Ira Liss, a probate and trust sales specialist with SD Homes in San Diego, finds that being proactive about solving stray issues helps in his prospecting efforts. When introducing himself to neighbors through door knocking, he’ll ask residents if they know about the lost dog he’s seen around, offering pictures when possible. Liss says most people are happy to talk about these neighborhood animals, and will log your professional and caring attitude in their all-important first impressions. While technically not your problem, leaving your card with anyone you contact while attempting to find the stray’s home will positively raise your visibility and help to reunite the animal with family.
You can also reach out to others who know the area well. For example, if you see a postman or UPS truck in the neighborhood, ask them if they know about your stray. They’re often aware of outdoor animals on their normal routes. If you have a poster or photo they might be willing to take it back to their facility to show it around and see if someone knows more.
By convincing the stray to come to you, you can do even more to help. If Lassie is a bit skittish, taking time to create a bond of trust with a bit of kibble will do wonders. Check for a collar and phone number first. If there’s no usable contact information there, head to the nearest vet and ask them to scan for a microchip. The vet may even recognize your stray. Vets don’t charge to scan, but be aware that there is not one single database for microchipped animals, so this isn’t foolproof. Also, there are three standards of microchip, so the vet needs what’s known as a universal scanner.
Another item to add to your toolkit is a variety of animal rescue contact options. There are likely many small rescue groups doing great work in your area. They’ll often foster strays, work to find the owners, or help get the animal adopted. Searching for “animal rescue” and your neighborhood or city should uncover some local help. If the animal appears to be a purebred of some sort, you might have additional resources. The collie in our Lassie example above might benefit from a local collie rescue society or collie owners club. These breed clubs are often fully prepared to rescue animals, and may have techniques targeted to the specific needs of the animal you are trying to help.
If you can’t take the stray back to your own home to foster until her family or another permanent home is found, find out if there are any nearby no-kill shelters. The last resort is often the local shelter, because so many are forced to euthanize unclaimed animals after just a few days.

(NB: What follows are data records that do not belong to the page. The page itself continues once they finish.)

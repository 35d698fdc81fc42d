//! # Trigger Inputs / 触发输入
//!
//! The values a CI runner hands to a single cell. They are collected once at
//! the edge and passed explicitly into the components that need them; nothing
//! below this module reads the process environment.
//!
//! CI 运行器传给单个单元的值。它们在边界处收集一次，
//! 并显式传递给需要它们的组件；此模块之下的任何代码都不会读取进程环境。

use std::env;

use crate::core::errors::ConfigError;
use crate::core::models::{InterpreterVersion, MatrixCell, Os, Variant};

pub const OS_ENV: &str = "MATRIX_OS";
pub const INTERPRETER_VERSION_ENV: &str = "MATRIX_INTERPRETER_VERSION";
pub const VARIANT_ENV: &str = "MATRIX_VARIANT";

/// Raw trigger values, not yet validated.
/// 尚未校验的原始触发值。
#[derive(Debug, Clone, Default, PartialEq, Eq)]
pub struct TriggerInputs {
    pub os: Option<String>,
    pub interpreter_version: Option<String>,
    pub variant: Option<String>,
    /// `None` when the secret variable is unset. An empty value is `Some("")`.
    pub secret: Option<String>,
}

impl TriggerInputs {
    /// Reads the secret from `var`. Unset and non-UTF-8 values both count as absent.
    /// 从 `var` 读取密钥。未设置和非 UTF-8 的值都视为缺失。
    pub fn read_secret(var: &str) -> Option<String> {
        env::var(var).ok()
    }

    /// Validates the trigger values into the cell this runner must execute.
    /// 将触发值校验为此运行器必须执行的单元。
    pub fn resolve_cell(&self) -> Result<MatrixCell, ConfigError> {
        let os: Os = self
            .os
            .as_deref()
            .ok_or(ConfigError::MissingInput(OS_ENV))?
            .parse()?;
        let version: InterpreterVersion = self
            .interpreter_version
            .as_deref()
            .ok_or(ConfigError::MissingInput(INTERPRETER_VERSION_ENV))?
            .parse()?;
        let variant: Variant = self
            .variant
            .as_deref()
            .ok_or(ConfigError::MissingInput(VARIANT_ENV))?
            .parse()?;
        Ok(MatrixCell::new(os, version, variant))
    }
}
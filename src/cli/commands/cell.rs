//! # Cell Command Module / 单元命令模块
//!
//! CI runner mode: the hosted CI service expands the matrix itself and starts
//! one job per cell, handing the cell over through trigger inputs. This
//! command runs exactly that cell.
//!
//! CI 运行器模式：托管 CI 服务自行展开矩阵，并为每个单元启动一个作业，
//! 通过触发输入传入该单元。此命令只运行该单元。

use anyhow::Result;
use colored::*;
use std::path::PathBuf;

use crate::cli::commands::{finish, load_and_localize, setup_signal_handler, shell_context};
use crate::core::execution::run_matrix;
use crate::core::models::Os;
use crate::core::planner::expand_matrix;
use crate::core::trigger::TriggerInputs;
use crate::infra::t;

/// Arguments of the `cell` command. Each axis falls back to its
/// `MATRIX_*` environment variable.
#[derive(Debug, Clone, Default)]
pub struct CellOptions {
    pub config: PathBuf,
    pub project_dir: PathBuf,
    pub os: Option<String>,
    pub interpreter_version: Option<String>,
    pub variant: Option<String>,
    pub json: Option<PathBuf>,
    pub lang_override: Option<String>,
}

pub async fn execute(options: CellOptions) -> Result<()> {
    let (orchestration, config_path) =
        load_and_localize(&options.config, options.lang_override.as_deref())?;
    println!("{}", t!("run.loading_config", path = config_path.display()));

    let trigger = TriggerInputs {
        os: options.os,
        interpreter_version: options.interpreter_version,
        variant: options.variant,
        secret: None,
    };
    let cell = trigger.resolve_cell()?;

    // The CI workflow and the config file can drift apart.
    let declared = expand_matrix(&orchestration.config.matrix).unwrap_or_default();
    if !declared.contains(&cell) {
        println!("{}", t!("cell.not_in_matrix", cell = cell.id()).yellow());
    }
    if Os::current().is_some_and(|host| host != cell.os) {
        println!(
            "{}",
            t!("cell.foreign_os", cell = cell.id(), host = std::env::consts::OS).yellow()
        );
    }

    println!("{}", t!("cell.running_single", cell = cell.id()).bold());

    let stop = setup_signal_handler();
    let ctx = shell_context(orchestration, &options.project_dir)?;
    let summary = run_matrix(vec![cell], ctx, 1, stop).await;
    finish(&summary, None, options.json.as_deref())
}
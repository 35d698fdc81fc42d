//! # Run Command Module / 运行命令模块
//!
//! This module implements the `run` command, which executes every cell of the
//! matrix that belongs to this host (and to this runner, when sharded).
//!
//! 此模块实现了 `run` 命令，执行矩阵中属于当前主机
//! （以及分片时属于当前运行器）的所有单元。

use anyhow::Result;
use colored::*;
use std::path::PathBuf;

use crate::cli::commands::{finish, load_and_localize, setup_signal_handler, shell_context};
use crate::core::execution::run_matrix;
use crate::core::models::{MatrixSummary, Os};
use crate::core::planner::{expand_matrix, plan_execution};
use crate::infra::t;

/// Arguments of the `run` command.
#[derive(Debug, Clone, Default)]
pub struct RunOptions {
    /// Number of cells to run in parallel
    pub jobs: Option<usize>,
    /// Path to the matrix configuration file
    pub config: PathBuf,
    /// Path to the project under test
    pub project_dir: PathBuf,
    /// Total number of distributed runners (for CI)
    pub total_runners: Option<usize>,
    /// Index of this runner (for CI)
    pub runner_index: Option<usize>,
    /// Run cells for every OS instead of only the host's
    pub all_os: bool,
    /// Optional path for the HTML report
    pub html: Option<PathBuf>,
    /// Optional path for the JSON summary
    pub json: Option<PathBuf>,
    /// Language given with `--lang`, which wins over the configuration file
    pub lang_override: Option<String>,
}

/// Executes the run command with the provided arguments.
///
/// # Returns
/// `Ok` iff every cell was reported with passing tests.
pub async fn execute(options: RunOptions) -> Result<()> {
    let (orchestration, config_path) =
        load_and_localize(&options.config, options.lang_override.as_deref())?;
    println!("{}", t!("run.loading_config", path = config_path.display()));

    let cells = expand_matrix(&orchestration.config.matrix)?;
    let host_os = if options.all_os { None } else { Os::current() };
    let plan = plan_execution(cells, host_os, options.total_runners, options.runner_index)?;

    if plan.filtered_os_count > 0 {
        println!(
            "{}",
            t!(
                "run.filtered_os_cells",
                filtered = plan.filtered_os_count,
                os = host_os.map(|os| os.as_str()).unwrap_or("?")
            )
            .cyan()
        );
    }

    if let (Some(total), Some(index)) = (options.total_runners, options.runner_index) {
        println!(
            "{}",
            t!(
                "run.running_as_split_runner",
                index = index + 1,
                total = total,
                count = plan.cells_to_run.len()
            )
            .bold()
        );
    } else {
        println!(
            "{}",
            t!("run.running_as_single_runner", count = plan.cells_to_run.len()).bold()
        );
    }

    if plan.cells_to_run.is_empty() {
        println!("{}", t!("run.no_cells_to_run").green());
        return Ok(());
    }

    let stop = setup_signal_handler();
    let ctx = shell_context(orchestration, &options.project_dir)?;
    let jobs = options.jobs.unwrap_or(num_cpus::get() / 2 + 1);

    let summary: MatrixSummary = run_matrix(plan.cells_to_run, ctx, jobs, stop).await;
    finish(&summary, options.html.as_deref(), options.json.as_deref())
}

One very important caveat to keep in mind is that there’s a significant difference between lost pets and feral animals. In the case of cats, the house pet version will generally come up to you with some encouragement. Feral cats, on the other hand, don’t trust people and usually insist on living outside, catching their own dinner when they can. While they may accept dishes of kitty chow now and then, most won’t ever become affectionate pets. Some animal control authorities have what’s called a “capture-neuter-return” program, which allows these cats to do their self-appointed mice and rat catching duties without adding to the local cat population. Often, authorities will mark feral cats that have already been neutered by snipping off the tip of their left ear.
If the animal gracing your listing is truly feral, local wild-animal rescue groups are your best resource, since such situations require specialized skills. Stacy Brunson, CIPS, GRI, with Kuper Sotheby’s International Realty in Austin, Texas, learned this lesson again recently. Walking the yard of a listing she was utterly surprised to find a full-grown buck on the lawn. Not knowing what to do to encourage him into the brush nearby, she offered him a chocolate bar she had in her hand. The deer, unimpressed, sauntered off. Brunson got the idea chocolate wasn’t a favorite on his menu. Live and learn.